A source at ConocoPhillips said the company was not prepared to make any upfront commitments at this time, but would “likely come in later and likely pay a higher price” for use of the rig.

“Companies will be coming out of the woodwork to use that thing, once they get one here,” he said. “There are lots of prospects to explore in the inlet that can’t be reached by platforms or from onshore.”

Gary Carlson, senior vice president and in charge of Alaska for Forest Oil, agreed.

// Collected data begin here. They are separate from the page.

#[cfg(test)]
mod tests {
    use super::*;

    fn yaml(text: &str) -> Value {
        serde_yaml::from_str(text).unwrap()
    }

    #[test]
    fn merge_with_empty_overlay_is_identity() {
        let base = yaml("a: 1\nnested:\n  b: 2");
        let merged = deep_merge(base.clone(), Value::Mapping(Default::default()));
        assert_eq!(merged, base);
    }

    #[test]
    fn overlay_leaf_wins_on_collision() {
        let base = yaml("app:\n  base_url: http://base\n  login_path: /login");
        let overlay = yaml("app:\n  base_url: http://overlay");
        let merged = deep_merge(base, overlay);

        assert_eq!(
            merged["app"]["base_url"],
            Value::from("http://overlay"),
            "overlay leaf should win"
        );
        assert_eq!(
            merged["app"]["login_path"],
            Value::from("/login"),
            "non-colliding base key should survive"
        );
    }

    #[test]
    fn non_colliding_keys_from_both_sides_present() {
        let base = yaml("a: 1");
        let overlay = yaml("b: 2");
        let merged = deep_merge(base, overlay);
        assert_eq!(merged["a"], Value::from(1));
        assert_eq!(merged["b"], Value::from(2));
    }

    #[test]
    fn scalar_replaced_by_mapping_overlay() {
        let base = yaml("x: 1");
        let overlay = yaml("x:\n  y: 2");
        let merged = deep_merge(base, overlay);
        assert_eq!(merged["x"]["y"], Value::from(2));
    }

    #[test]
    fn login_url_with_empty_path_is_base() {
        let app = AppConfig {
            base_url: "http://app.example.com:8088/".to_string(),
            login_path: String::new(),
        };
        assert_eq!(app.login_url(), "http://app.example.com:8088");
    }

    #[test]
    fn login_url_with_relative_path_joins() {
        let app = AppConfig {
            base_url: "http://app.example.com".to_string(),
            login_path: "/login".to_string(),
        };
        assert_eq!(app.login_url(), "http://app.example.com/login");
    }

    #[test]
    fn login_url_with_absolute_path_is_used_verbatim() {
        let app = AppConfig {
            base_url: "http://app.example.com".to_string(),
            login_path: "https://sso.example.com/login".to_string(),
        };
        assert_eq!(app.login_url(), "https://sso.example.com/login");
    }

    #[test]
    fn validate_rejects_unordered_timeouts() {
        let config = Config {
            env: "default".into(),
            account: AccountConfig::default(),
            browser: BrowserSettings::default(),
            timeout: TimeoutConfig {
                short: 9_000,
                medium: 5_000,
                long: 10_000,
            },
            app: AppConfig {
                base_url: "http://app".into(),
                login_path: String::new(),
            },
            api: ApiConfig::default(),
            report: ReportConfig::default(),
        };
        let err = config.validate().unwrap_err();
        assert!(format!("{err}").contains("ordered"));
    }

    #[test]
    fn validate_aggregates_all_problems() {
        let config = Config {
            env: "default".into(),
            account: AccountConfig::default(),
            browser: BrowserSettings::default(),
            timeout: TimeoutConfig {
                short: 0,
                medium: 5_000,
                long: 10_000,
            },
            app: AppConfig {
                base_url: String::new(),
                login_path: String::new(),
            },
            api: ApiConfig::default(),
            report: ReportConfig::default(),
        };
        let message = format!("{}", config.validate().unwrap_err());
        assert!(message.contains("base_url"));
        assert!(message.contains("positive"));
    }

    #[test]
    fn timeout_tiers_resolve_to_durations() {
        let timeouts = TimeoutConfig::default();
        assert_eq!(
            timeouts.tier(TimeoutTier::Short),
            Duration::from_millis(3_000)
        );
        assert_eq!(
            timeouts.tier(TimeoutTier::Medium),
            Duration::from_millis(5_000)
        );
        assert_eq!(
            timeouts.tier(TimeoutTier::Long),
            Duration::from_millis(10_000)
        );
    }

    #[test]
    fn api_base_url_falls_back_to_app() {
        let config = Config {
            env: "default".into(),
            account: AccountConfig::default(),
            browser: BrowserSettings::default(),
            timeout: TimeoutConfig::default(),
            app: AppConfig {
                base_url: "http://app".into(),
                login_path: String::new(),
            },
            api: ApiConfig::default(),
            report: ReportConfig::default(),
        };
        assert_eq!(config.api_base_url(), "http://app");

        let with_api = Config {
            api: ApiConfig {
                base_url: Some("http://api".into()),
                ..ApiConfig::default()
            },
            ..config
        };
        assert_eq!(with_api.api_base_url(), "http://api");
    }

    #[test]
    fn load_merges_overlay_for_named_environment() {
        let dir = tempfile::tempdir().unwrap();
        std::fs::write(
            dir.path().join("config.yaml"),
            "env: dev\napp:\n  base_url: http://base\n  login_path: /login\n",
        )
        .unwrap();
        std::fs::write(
            dir.path().join("config_dev.yaml"),
            "app:\n  base_url: http://dev\n",
        )
        .unwrap();

        let config = Config::load(dir.path()).unwrap();
        assert_eq!(config.app.base_url, "http://dev");
        assert_eq!(config.app.login_path, "/login");
    }

    #[test]
    fn load_skips_missing_overlay() {
        let dir = tempfile::tempdir().unwrap();
        std::fs::write(
            dir.path().join("config.yaml"),
            "env: staging\napp:\n  base_url: http://base\n",
        )
        .unwrap();

        let config = Config::load(dir.path()).unwrap();
        assert_eq!(config.app.base_url, "http://base");
        assert_eq!(config.env, "staging");
    }

    #[test]
    fn load_fails_for_missing_base_file() {
        let dir = tempfile::tempdir().unwrap();
        let err = Config::load(dir.path()).unwrap_err();
        assert!(matches!(err, UtaError::Config(_)));
        assert!(format!("{err}").contains("config file not found"));
    }
}
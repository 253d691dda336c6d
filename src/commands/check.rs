use std::path::Path;
use std::process::ExitCode;

use uta_lib::Config;

use crate::commands::render_error;

/// Load, validate and summarize the layered configuration.
pub fn run_check_config(config_dir: &Path, verbose: bool) -> ExitCode {
    let config = match Config::load(config_dir) {
        Ok(config) => config,
        Err(err) => return render_error(err),
    };

    println!("{}", config.effective_summary(config_dir));
    if verbose {
        match config.credentials() {
            Ok(credentials) => println!("default account: {}", credentials.username),
            Err(_) => println!("default account: not configured"),
        }
    }
    ExitCode::SUCCESS
}
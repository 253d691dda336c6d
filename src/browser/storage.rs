//! Persisted authentication state.
//!
//! A JSON snapshot of cookies and per-origin localStorage, produced by the
//! one-shot `generate-storage-state` tool after a real login and loaded
//! into fresh contexts so tests can start authenticated.

use std::path::Path;

use chromiumoxide::cdp::browser_protocol::network::{CookieParam, TimeSinceEpoch};
use chromiumoxide::Page;
use serde::{Deserialize, Serialize};
use serde_json::Value;
use tracing::{debug, info};

use crate::error::{Result, UtaError};

/// Default location of the snapshot, shared by generator and consumer.
pub const DEFAULT_STORAGE_STATE_PATH: &str = "artifacts/storage_state.json";

#[derive(Debug, Clone, Default, Serialize, Deserialize)]
#[serde(rename_all = "camelCase")]
pub struct StorageState {
    #[serde(default)]
    pub cookies: Vec<StoredCookie>,
    #[serde(default)]
    pub origins: Vec<OriginState>,
}

#[derive(Debug, Clone, Serialize, Deserialize)]
#[serde(rename_all = "camelCase")]
pub struct StoredCookie {
    pub name: String,
    pub value: String,
    pub domain: String,
    pub path: String,
    /// Seconds since epoch; negative for session cookies.
    #[serde(default)]
    pub expires: f64,
    #[serde(default)]
    pub http_only: bool,
    #[serde(default)]
    pub secure: bool,
}

#[derive(Debug, Clone, Serialize, Deserialize)]
#[serde(rename_all = "camelCase")]
pub struct OriginState {
    pub origin: String,
    #[serde(default)]
    pub local_storage: Vec<StorageEntry>,
}

#[derive(Debug, Clone, Serialize, Deserialize)]
pub struct StorageEntry {
    pub name: String,
    pub value: String,
}

impl StorageState {
    /// Snapshot the page's cookies and the current origin's localStorage.
    pub async fn capture(page: &Page) -> Result<Self> {
        let cookies = page
            .get_cookies()
            .await?
            .into_iter()
            .map(|cookie| StoredCookie {
                name: cookie.name,
                value: cookie.value,
                domain: cookie.domain,
                path: cookie.path,
                expires: cookie.expires,
                http_only: cookie.http_only,
                secure: cookie.secure,
            })
            .collect();

        let origin = page
            .evaluate("window.location.origin")
            .await?
            .into_value::<String>()
            .unwrap_or_default();

        let entries: Value = page
            .evaluate(
                "(() => { const out = {}; for (let i = 0; i < localStorage.length; i++) { \
                 const key = localStorage.key(i); out[key] = localStorage.getItem(key); } \
                 return out; })()",
            )
            .await?
            .into_value()
            .unwrap_or(Value::Null);

        let local_storage: Vec<StorageEntry> = entries
            .as_object()
            .map(|map| {
                map.iter()
                    .map(|(name, value)| StorageEntry {
                        name: name.clone(),
                        value: value.as_str().unwrap_or_default().to_string(),
                    })
                    .collect()
            })
            .unwrap_or_default();

        let origins = if origin.is_empty() && local_storage.is_empty() {
            Vec::new()
        } else {
            vec![OriginState {
                origin,
                local_storage,
            }]
        };

        Ok(Self { cookies, origins })
    }

    /// Replay the snapshot into a fresh page: install cookies, then visit
    /// each origin to seed its localStorage.
    pub async fn apply(&self, page: &Page) -> Result<()> {
        if !self.cookies.is_empty() {
            let params = self
                .cookies
                .iter()
                .map(|cookie| {
                    let mut builder = CookieParam::builder()
                        .name(cookie.name.clone())
                        .value(cookie.value.clone())
                        .domain(cookie.domain.clone())
                        .path(cookie.path.clone())
                        .http_only(cookie.http_only)
                        .secure(cookie.secure);
                    if cookie.expires > 0.0 {
                        builder = builder.expires(TimeSinceEpoch::new(cookie.expires));
                    }
                    builder
                        .build()
                        .map_err(|e| UtaError::browser(format!("invalid stored cookie: {e}")))
                })
                .collect::<Result<Vec<_>>>()?;
            page.set_cookies(params).await?;
        }

        for origin in &self.origins {
            if origin.local_storage.is_empty() {
                continue;
            }
            page.goto(origin.origin.as_str()).await?;
            for entry in &origin.local_storage {
                let script = format!(
                    "localStorage.setItem({}, {})",
                    serde_json::to_string(&entry.name)?,
                    serde_json::to_string(&entry.value)?
                );
                page.evaluate(script).await?;
            }
            debug!(origin = %origin.origin, entries = origin.local_storage.len(), "localStorage seeded");
        }
        Ok(())
    }

    /// Load the snapshot; a missing file is fatal with a regeneration hint.
    pub fn load(path: &Path) -> Result<Self> {
        if !path.exists() {
            return Err(UtaError::config(format!(
                "storage state file not found: {}",
                path.display()
            )));
        }
        let text = std::fs::read_to_string(path)?;
        Ok(serde_json::from_str(&text)?)
    }

    pub fn save(&self, path: &Path) -> Result<()> {
        if let Some(parent) = path.parent() {
            std::fs::create_dir_all(parent)?;
        }
        std::fs::write(path, serde_json::to_vec_pretty(self)?)?;
        info!(path = %path.display(), cookies = self.cookies.len(), "storage state saved");
        Ok(())
    }
}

When asked which Forest Oil prospects would require a jack-up rig to drill, he said, “All of the offshore prospects; we are not able to drill extended reach from shore for any.”

Fairweather in charge

As previously reported in PNA, the contractor in charge of finding the jack-up rig, and possibly operating it for companies that do not have operations in Alaska, is Fairweather E&P Services Inc. of Anchorage.

Carlson said Fairweather “is the process of gathering sea floor data now. … Locally we are still planning for the program in 2003 but our capital budget has not been formalized yet. A rig search has been made but” no rig had been selected as of Nov. 12.

Landt said preliminary permitting to get an air quality permit for the vessel that will be transferable to the operators has also been initiated by Fairweather.

Prodigy is “in the stage right now of seeking funds to fund our share of the project,” Landt said, although he would not talk about where the funding was coming from. “It’s fair to say we’re in the process and feel optimistic.”

Prodigy will be using the rig, expected to be a class 400 jack-up that can handle deeper wells, to target a deep oil zone in its only oil and gas prospect in Alaska, the Northern Lights. The 9,683 acre prospect lies between ConocoPhillips North Cook Inlet unit and Forest Oil’s Corsair prospect.

The jack-up, a self-elevated platform with three legs, will be transported to Alaska on a heavy lift vessel. Once on location the vessel will “ballast itself down until the jack-up rig floats off of it,” Carlson said in an earlier interview.

“They jack the legs down to the bottom and then push the platform above water,” he said.

The last time a jack-up rig worked in the inlet was in the early 1990s.





Inlet is place to be with high oil prices

In a July 25, 2000, interview with PNA, Martin Morell said that the easy oil zones in Cook Inlet have been produced and what remains in the inlet is more difficult and more costly to reach — and reaching that oil will depend on the price of oil. At the time Morell was Unocal Alaska’s oil and gas operations manager.

“There’s a large amount of oil still to be potentially recovered. There’s something like 700 million barrels of oil still in place in the Trading Bay unit alone. So it’s a matter of being able to put projects together to go after that economically, to be able to commercialize it,” he said.

“There are 15 different oil reservoirs or oil zones, benches we call them. And the most prolific ones have been swept, have been flooded, water flooded,” Morell said. “But it’s the tighter zones and the areas of the field furthest off the fringes and the flanks, the nooks and crannies, if you will.”

“If the oil price were to firm up” … Cook Inlet’s “exactly the kind of place that would be focused on domestically — it’s a significant resource. Infrastructure’s in place,” he said.

Morell said the lack of a jack-up rig for Cook Inlet has been a real handicap for exploration.